[[ Supplied data open ]]

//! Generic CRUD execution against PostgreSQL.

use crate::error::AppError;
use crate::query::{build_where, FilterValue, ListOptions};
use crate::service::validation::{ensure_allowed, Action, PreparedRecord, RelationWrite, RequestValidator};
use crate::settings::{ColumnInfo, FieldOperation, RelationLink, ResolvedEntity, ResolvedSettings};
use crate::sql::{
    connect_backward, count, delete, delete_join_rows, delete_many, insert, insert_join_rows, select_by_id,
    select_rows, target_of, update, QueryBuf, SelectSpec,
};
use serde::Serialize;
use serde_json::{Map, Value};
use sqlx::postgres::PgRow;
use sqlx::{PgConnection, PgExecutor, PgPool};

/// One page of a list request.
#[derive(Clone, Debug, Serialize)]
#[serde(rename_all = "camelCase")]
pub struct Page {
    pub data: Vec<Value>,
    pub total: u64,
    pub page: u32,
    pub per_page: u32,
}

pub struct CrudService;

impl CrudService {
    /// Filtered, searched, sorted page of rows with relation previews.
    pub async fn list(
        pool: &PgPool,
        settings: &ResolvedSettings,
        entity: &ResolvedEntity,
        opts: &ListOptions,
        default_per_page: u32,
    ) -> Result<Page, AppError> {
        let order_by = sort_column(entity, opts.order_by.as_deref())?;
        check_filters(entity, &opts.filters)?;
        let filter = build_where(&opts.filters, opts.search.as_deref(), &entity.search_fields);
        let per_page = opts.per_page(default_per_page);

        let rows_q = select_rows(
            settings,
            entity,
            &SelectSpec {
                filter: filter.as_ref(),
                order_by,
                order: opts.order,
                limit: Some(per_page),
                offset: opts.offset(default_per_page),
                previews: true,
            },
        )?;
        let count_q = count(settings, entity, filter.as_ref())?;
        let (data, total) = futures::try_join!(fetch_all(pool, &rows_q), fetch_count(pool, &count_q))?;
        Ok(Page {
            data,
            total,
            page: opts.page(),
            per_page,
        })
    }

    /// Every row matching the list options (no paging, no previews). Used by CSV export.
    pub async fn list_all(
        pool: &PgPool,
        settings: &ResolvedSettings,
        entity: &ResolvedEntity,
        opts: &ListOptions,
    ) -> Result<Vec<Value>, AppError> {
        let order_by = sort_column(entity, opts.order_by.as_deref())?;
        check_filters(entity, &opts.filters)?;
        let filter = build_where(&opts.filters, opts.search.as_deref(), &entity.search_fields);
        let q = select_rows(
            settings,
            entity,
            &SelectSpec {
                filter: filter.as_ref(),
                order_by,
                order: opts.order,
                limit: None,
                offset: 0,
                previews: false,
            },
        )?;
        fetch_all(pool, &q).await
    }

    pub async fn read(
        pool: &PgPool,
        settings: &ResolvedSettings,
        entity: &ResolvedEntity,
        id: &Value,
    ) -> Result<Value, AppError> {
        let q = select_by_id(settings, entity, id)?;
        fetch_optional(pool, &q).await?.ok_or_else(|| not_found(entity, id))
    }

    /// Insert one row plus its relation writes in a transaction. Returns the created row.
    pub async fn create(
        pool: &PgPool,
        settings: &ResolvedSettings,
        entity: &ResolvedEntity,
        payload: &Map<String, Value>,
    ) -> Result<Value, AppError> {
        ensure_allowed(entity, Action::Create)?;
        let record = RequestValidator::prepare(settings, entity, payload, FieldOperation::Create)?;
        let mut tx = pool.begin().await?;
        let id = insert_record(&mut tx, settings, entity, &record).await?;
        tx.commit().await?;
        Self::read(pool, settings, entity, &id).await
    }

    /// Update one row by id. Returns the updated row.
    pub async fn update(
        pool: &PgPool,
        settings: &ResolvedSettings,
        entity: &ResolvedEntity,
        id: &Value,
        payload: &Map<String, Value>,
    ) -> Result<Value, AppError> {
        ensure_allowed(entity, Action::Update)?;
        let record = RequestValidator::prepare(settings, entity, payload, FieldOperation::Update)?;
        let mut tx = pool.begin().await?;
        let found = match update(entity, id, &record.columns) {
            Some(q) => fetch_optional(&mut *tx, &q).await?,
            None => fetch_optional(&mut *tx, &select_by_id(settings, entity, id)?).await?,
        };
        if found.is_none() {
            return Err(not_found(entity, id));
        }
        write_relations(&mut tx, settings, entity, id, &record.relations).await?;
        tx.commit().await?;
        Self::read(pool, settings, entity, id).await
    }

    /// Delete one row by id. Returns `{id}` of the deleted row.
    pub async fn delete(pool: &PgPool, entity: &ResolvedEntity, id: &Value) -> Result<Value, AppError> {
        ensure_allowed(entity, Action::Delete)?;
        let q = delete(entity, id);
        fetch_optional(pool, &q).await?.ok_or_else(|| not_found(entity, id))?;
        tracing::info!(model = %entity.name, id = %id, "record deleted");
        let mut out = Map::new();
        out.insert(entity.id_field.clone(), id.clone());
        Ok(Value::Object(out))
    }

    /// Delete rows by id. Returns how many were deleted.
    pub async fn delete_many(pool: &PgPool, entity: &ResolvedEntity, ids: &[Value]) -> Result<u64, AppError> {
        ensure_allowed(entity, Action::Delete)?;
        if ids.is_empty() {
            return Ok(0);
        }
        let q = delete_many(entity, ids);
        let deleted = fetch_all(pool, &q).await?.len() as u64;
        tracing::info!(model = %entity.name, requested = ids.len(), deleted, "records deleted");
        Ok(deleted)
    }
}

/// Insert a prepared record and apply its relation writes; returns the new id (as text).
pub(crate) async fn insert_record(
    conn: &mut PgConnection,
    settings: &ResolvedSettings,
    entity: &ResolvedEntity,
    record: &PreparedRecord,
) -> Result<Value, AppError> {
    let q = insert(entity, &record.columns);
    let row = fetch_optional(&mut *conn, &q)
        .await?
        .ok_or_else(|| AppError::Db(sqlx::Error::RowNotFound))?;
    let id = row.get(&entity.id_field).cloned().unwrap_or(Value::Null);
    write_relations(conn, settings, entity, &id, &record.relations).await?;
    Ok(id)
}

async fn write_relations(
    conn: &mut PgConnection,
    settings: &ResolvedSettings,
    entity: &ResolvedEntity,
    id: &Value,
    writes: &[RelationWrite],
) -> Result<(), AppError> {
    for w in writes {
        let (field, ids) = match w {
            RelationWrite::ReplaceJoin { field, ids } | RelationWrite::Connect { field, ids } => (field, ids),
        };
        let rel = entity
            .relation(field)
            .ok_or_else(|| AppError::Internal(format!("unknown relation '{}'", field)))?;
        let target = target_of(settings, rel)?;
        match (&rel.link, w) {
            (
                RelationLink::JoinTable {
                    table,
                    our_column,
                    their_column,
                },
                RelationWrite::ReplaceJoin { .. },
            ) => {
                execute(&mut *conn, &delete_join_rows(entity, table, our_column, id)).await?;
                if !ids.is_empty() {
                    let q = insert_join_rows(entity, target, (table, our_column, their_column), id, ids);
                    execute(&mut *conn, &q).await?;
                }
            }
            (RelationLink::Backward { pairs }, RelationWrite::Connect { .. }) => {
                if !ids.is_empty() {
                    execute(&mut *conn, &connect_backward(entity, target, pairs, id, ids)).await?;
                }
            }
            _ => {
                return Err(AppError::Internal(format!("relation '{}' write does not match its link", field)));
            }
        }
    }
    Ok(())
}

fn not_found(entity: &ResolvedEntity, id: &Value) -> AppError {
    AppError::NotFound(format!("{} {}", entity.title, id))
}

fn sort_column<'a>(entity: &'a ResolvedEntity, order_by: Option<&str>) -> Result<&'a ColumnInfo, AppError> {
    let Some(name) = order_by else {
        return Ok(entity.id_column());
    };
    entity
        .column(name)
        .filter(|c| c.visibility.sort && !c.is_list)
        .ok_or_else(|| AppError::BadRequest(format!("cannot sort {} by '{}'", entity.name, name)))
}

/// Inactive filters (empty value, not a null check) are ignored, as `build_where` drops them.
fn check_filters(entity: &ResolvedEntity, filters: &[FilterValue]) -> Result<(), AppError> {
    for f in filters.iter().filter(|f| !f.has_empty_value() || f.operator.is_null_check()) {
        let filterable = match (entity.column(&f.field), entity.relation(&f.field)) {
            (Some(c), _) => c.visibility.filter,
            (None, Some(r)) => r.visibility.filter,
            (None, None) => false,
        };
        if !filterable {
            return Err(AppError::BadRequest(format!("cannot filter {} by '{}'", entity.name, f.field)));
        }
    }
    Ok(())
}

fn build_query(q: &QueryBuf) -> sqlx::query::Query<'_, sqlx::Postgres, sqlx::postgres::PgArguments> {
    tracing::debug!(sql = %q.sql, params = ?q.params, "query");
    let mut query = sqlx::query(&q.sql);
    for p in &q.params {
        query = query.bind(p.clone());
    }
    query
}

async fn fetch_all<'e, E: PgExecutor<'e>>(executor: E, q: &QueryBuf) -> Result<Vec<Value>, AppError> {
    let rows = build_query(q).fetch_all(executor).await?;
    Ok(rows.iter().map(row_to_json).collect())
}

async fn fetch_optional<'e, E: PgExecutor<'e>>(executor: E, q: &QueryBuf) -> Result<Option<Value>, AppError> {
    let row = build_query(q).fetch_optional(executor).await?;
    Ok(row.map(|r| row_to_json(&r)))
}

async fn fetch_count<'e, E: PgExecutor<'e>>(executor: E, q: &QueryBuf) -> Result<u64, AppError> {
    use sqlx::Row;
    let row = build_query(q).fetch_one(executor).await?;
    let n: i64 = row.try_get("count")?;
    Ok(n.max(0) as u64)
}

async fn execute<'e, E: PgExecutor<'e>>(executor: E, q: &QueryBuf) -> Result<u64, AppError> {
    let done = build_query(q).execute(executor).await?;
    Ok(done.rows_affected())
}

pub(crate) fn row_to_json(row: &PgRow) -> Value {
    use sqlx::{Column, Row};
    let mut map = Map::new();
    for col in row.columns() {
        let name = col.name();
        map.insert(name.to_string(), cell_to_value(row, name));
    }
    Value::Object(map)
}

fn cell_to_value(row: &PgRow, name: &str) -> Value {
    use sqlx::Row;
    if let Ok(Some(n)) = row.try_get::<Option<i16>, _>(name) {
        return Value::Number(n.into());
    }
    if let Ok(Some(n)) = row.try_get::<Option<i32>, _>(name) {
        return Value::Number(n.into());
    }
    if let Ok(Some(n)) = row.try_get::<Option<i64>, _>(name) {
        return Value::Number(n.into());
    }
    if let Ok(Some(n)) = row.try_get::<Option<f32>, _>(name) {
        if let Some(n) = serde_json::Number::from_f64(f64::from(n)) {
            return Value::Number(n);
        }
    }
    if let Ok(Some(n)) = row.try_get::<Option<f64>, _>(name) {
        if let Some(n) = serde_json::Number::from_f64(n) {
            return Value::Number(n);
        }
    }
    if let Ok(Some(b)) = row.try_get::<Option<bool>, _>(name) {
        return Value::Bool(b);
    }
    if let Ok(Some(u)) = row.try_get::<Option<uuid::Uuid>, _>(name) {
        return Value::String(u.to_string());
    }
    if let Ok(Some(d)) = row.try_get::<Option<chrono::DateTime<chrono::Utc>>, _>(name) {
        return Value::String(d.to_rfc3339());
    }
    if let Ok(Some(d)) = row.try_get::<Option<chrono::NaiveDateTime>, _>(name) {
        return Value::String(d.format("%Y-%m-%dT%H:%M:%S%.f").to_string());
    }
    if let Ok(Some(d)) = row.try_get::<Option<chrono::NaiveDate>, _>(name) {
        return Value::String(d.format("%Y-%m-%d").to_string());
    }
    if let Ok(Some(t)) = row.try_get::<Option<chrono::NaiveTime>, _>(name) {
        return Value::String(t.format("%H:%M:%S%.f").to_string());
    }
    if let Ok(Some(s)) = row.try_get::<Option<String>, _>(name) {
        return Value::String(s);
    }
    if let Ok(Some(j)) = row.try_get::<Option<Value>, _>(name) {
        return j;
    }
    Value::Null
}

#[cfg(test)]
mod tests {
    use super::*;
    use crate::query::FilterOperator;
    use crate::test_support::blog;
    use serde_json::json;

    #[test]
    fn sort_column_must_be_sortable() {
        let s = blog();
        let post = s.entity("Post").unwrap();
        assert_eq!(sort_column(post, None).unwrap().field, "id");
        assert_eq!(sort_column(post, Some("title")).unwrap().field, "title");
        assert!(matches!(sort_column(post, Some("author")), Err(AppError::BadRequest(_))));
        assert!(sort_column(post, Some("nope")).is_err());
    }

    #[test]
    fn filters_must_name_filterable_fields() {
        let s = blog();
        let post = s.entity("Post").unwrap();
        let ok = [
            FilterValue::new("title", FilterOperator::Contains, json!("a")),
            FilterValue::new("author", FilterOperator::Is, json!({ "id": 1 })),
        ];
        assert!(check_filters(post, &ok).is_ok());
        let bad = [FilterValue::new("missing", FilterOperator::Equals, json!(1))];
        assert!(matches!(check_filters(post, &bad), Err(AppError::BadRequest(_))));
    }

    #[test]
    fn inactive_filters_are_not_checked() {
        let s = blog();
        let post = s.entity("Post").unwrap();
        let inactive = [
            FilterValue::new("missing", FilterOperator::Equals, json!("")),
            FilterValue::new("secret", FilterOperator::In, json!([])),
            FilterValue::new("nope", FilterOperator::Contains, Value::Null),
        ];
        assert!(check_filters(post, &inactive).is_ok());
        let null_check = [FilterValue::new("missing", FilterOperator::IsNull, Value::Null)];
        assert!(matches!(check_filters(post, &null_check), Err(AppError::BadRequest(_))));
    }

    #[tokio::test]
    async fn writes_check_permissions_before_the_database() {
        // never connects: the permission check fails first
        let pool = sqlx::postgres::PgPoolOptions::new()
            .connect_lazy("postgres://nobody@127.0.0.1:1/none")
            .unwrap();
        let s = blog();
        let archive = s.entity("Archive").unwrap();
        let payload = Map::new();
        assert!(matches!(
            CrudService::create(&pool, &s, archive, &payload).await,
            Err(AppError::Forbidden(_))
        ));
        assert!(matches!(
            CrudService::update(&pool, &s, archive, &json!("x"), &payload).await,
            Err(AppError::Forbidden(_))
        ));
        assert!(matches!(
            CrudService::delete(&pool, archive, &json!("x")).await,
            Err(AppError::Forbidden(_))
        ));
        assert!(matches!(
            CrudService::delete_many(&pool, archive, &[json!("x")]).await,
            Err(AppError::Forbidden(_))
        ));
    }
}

[[ Supplied data closed ]]

Within the data above, the span starting at the line containing "return Ok(entity.id_column());" and ending at the line containing "filters: &[FilterValue]) ->" is to be retyped exactly, with no other lines.

        return Ok(entity.id_column());
    };
    entity
        .column(name)
        .filter(|c| c.visibility.sort && !c.is_list)
        .ok_or_else(|| AppError::BadRequest(format!("cannot sort {} by '{}'", entity.name, name)))
}

/// Inactive filters (empty value, not a null check) are ignored, as `build_where` drops them.
fn check_filters(entity: &ResolvedEntity, filters: &[FilterValue]) -> Result<(), AppError> {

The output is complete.